Records for this task:
● ● ● ● ●

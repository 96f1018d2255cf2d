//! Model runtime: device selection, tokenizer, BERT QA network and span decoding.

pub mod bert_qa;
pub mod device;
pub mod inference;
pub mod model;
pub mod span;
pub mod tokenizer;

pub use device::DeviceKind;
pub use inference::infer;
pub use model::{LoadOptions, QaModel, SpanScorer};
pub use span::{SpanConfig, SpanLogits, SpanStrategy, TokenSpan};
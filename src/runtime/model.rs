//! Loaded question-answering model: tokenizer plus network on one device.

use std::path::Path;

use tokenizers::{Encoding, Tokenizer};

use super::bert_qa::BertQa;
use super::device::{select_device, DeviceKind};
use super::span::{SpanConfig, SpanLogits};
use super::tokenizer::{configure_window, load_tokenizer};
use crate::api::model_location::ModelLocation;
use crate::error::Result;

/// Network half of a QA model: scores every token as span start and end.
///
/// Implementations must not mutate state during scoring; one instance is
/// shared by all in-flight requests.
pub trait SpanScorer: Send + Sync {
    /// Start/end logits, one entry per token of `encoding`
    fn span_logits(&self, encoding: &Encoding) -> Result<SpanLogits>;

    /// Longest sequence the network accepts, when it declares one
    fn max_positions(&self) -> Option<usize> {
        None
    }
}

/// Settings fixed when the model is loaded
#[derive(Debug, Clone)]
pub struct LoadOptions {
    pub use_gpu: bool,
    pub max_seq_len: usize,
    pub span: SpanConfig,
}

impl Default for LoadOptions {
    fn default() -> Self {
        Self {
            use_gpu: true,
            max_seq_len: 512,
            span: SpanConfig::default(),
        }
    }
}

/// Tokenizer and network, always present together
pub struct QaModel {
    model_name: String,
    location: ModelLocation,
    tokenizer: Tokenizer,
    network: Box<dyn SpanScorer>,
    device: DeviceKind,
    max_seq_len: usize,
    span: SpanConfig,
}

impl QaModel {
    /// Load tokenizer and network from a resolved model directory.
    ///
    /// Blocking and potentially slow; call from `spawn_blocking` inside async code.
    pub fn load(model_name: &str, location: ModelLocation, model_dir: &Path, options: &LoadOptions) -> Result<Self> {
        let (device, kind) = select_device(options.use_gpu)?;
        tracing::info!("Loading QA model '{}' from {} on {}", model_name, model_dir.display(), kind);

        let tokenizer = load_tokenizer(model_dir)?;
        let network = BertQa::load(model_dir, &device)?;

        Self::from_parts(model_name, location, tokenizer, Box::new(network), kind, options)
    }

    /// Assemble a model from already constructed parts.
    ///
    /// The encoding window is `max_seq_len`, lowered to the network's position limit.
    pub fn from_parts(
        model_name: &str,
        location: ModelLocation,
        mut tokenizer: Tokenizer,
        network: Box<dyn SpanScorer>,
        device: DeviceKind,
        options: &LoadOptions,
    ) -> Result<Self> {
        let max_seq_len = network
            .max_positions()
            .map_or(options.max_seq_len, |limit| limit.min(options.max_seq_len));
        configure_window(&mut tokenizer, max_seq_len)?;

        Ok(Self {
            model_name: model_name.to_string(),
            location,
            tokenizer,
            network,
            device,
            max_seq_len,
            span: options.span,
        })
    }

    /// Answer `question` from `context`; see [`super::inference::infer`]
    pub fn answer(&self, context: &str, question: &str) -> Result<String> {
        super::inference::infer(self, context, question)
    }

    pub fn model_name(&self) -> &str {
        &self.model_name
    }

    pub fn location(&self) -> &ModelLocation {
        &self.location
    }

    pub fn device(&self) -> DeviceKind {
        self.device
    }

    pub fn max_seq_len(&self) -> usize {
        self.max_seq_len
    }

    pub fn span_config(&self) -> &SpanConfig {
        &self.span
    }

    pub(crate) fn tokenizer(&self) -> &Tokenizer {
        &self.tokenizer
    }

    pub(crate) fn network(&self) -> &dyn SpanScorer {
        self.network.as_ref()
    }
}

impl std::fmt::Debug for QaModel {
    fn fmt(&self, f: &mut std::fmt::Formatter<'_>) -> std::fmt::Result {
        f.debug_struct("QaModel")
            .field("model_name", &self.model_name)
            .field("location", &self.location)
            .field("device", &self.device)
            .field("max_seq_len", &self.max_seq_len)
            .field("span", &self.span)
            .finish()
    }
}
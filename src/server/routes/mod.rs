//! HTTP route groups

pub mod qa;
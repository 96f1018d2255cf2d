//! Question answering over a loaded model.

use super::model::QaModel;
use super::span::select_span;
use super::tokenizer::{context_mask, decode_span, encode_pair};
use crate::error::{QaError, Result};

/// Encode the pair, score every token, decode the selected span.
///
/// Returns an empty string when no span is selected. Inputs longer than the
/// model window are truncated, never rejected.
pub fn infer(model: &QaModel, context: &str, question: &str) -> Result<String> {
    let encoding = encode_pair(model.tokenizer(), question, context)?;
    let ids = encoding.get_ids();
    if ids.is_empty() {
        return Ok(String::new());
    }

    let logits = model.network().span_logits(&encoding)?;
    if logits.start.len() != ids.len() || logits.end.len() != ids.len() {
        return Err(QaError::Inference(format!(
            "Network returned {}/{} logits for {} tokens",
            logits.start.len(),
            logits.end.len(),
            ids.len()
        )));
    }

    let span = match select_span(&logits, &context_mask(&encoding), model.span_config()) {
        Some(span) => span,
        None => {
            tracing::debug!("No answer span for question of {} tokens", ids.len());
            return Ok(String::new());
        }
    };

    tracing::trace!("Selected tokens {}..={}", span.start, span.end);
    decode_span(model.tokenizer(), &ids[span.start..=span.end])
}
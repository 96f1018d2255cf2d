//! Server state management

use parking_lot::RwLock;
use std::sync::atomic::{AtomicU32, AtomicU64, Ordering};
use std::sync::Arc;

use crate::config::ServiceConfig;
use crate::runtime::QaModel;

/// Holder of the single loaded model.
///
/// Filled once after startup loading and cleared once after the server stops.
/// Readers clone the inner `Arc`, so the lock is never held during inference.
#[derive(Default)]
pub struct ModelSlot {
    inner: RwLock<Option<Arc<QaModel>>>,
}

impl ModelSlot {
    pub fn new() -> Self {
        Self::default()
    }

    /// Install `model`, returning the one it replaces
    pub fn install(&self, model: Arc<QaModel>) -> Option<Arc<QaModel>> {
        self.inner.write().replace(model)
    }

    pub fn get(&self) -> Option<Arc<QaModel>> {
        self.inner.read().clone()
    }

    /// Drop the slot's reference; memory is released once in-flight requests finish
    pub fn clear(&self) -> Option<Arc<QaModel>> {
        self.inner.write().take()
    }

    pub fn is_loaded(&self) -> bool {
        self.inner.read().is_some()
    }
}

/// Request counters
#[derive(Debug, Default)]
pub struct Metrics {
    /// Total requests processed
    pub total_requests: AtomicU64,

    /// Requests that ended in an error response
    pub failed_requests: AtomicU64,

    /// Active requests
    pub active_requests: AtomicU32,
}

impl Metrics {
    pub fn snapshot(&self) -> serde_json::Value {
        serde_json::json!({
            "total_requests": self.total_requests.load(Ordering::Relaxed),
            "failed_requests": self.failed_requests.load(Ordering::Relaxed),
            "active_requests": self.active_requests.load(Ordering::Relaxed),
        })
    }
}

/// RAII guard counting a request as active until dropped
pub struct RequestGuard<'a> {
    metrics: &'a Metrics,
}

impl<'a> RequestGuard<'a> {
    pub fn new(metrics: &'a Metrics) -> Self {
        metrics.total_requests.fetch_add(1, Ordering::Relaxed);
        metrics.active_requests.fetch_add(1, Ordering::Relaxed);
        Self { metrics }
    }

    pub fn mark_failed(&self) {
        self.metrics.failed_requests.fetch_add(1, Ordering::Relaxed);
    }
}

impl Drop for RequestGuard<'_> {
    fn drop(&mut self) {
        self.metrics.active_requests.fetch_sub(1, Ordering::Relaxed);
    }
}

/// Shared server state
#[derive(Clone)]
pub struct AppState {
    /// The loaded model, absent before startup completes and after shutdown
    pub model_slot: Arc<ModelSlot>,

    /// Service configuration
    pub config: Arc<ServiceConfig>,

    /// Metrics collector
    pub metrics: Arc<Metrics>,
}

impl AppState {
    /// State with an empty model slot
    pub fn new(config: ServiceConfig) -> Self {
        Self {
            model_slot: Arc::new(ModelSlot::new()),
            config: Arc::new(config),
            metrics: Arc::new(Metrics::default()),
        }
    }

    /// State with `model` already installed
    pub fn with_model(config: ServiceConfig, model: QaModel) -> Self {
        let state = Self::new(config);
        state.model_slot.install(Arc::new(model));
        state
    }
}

● ● ● ● ●

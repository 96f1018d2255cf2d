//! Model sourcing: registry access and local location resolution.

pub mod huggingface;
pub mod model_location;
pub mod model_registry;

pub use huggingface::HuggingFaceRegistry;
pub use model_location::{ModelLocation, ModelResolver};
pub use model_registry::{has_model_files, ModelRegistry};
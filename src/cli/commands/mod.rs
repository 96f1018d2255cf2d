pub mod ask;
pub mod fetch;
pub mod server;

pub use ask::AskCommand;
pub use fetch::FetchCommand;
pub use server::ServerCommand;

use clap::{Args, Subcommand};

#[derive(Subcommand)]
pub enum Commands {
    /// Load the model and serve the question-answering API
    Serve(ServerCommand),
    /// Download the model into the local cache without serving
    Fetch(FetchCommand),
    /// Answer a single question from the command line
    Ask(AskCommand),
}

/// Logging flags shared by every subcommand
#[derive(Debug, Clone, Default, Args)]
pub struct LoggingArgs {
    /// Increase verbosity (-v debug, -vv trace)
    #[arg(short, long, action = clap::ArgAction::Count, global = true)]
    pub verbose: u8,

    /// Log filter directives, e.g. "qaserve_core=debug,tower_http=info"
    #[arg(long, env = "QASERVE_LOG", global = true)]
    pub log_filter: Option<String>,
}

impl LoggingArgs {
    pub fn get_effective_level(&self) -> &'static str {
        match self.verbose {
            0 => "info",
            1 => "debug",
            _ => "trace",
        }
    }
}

● ● ● ● ●

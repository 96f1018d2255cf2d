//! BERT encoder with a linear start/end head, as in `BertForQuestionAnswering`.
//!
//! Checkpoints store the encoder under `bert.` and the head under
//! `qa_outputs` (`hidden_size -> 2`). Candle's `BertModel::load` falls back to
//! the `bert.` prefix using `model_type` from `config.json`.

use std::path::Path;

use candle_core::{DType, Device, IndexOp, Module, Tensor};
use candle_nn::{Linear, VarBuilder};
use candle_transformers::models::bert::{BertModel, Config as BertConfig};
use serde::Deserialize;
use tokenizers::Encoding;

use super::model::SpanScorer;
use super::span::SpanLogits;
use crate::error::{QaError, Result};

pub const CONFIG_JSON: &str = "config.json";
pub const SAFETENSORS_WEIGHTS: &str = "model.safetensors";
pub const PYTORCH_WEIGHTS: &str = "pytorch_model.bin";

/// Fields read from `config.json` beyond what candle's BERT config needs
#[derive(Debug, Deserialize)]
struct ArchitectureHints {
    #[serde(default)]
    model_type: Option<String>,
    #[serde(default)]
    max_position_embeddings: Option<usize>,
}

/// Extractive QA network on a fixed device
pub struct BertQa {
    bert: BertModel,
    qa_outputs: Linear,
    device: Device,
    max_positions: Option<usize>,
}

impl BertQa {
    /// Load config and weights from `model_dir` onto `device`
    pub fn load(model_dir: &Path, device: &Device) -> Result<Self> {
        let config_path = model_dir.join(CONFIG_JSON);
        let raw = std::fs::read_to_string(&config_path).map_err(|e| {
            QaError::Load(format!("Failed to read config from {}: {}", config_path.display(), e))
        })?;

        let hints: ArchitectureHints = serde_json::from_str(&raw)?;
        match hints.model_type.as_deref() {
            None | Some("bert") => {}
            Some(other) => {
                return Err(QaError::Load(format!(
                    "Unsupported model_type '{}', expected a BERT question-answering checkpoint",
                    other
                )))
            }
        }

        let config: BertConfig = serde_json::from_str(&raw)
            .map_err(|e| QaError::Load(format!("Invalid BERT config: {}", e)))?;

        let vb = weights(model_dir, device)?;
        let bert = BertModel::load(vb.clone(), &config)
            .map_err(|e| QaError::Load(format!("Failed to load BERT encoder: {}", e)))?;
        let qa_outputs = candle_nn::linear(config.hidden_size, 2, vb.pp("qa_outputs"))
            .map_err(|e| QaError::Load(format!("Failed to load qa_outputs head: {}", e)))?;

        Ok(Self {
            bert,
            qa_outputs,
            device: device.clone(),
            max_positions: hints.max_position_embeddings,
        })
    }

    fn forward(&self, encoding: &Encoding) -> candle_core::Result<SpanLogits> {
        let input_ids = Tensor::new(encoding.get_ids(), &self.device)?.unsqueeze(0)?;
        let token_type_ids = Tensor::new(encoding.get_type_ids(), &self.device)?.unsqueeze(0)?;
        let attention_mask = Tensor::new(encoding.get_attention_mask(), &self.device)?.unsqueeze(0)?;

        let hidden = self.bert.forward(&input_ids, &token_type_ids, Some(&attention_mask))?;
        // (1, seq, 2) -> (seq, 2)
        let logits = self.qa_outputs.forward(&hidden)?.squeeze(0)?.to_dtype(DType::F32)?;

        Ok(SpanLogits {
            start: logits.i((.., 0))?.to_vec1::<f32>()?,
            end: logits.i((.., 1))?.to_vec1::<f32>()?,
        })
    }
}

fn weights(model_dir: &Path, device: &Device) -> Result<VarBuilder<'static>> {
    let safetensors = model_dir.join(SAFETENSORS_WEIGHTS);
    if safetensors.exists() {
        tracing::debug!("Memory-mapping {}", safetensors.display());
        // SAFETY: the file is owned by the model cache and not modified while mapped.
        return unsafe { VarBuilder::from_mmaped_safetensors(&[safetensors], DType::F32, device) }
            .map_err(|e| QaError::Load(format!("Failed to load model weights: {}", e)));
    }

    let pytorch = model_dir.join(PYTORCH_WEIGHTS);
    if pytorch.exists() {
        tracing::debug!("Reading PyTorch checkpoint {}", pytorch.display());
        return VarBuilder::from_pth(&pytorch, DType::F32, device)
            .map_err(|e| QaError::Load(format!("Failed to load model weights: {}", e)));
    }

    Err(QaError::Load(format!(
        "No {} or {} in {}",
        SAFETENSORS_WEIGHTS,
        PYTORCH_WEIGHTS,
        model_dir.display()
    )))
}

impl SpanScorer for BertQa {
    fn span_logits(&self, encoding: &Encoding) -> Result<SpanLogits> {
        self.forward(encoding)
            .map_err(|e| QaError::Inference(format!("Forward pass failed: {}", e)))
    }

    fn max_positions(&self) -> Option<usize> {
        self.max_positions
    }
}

● ● ● ● ●

Instructions to follow: Looking at the records, how many lines include "inner"? Respond with the number only.

Response to this exercise: 6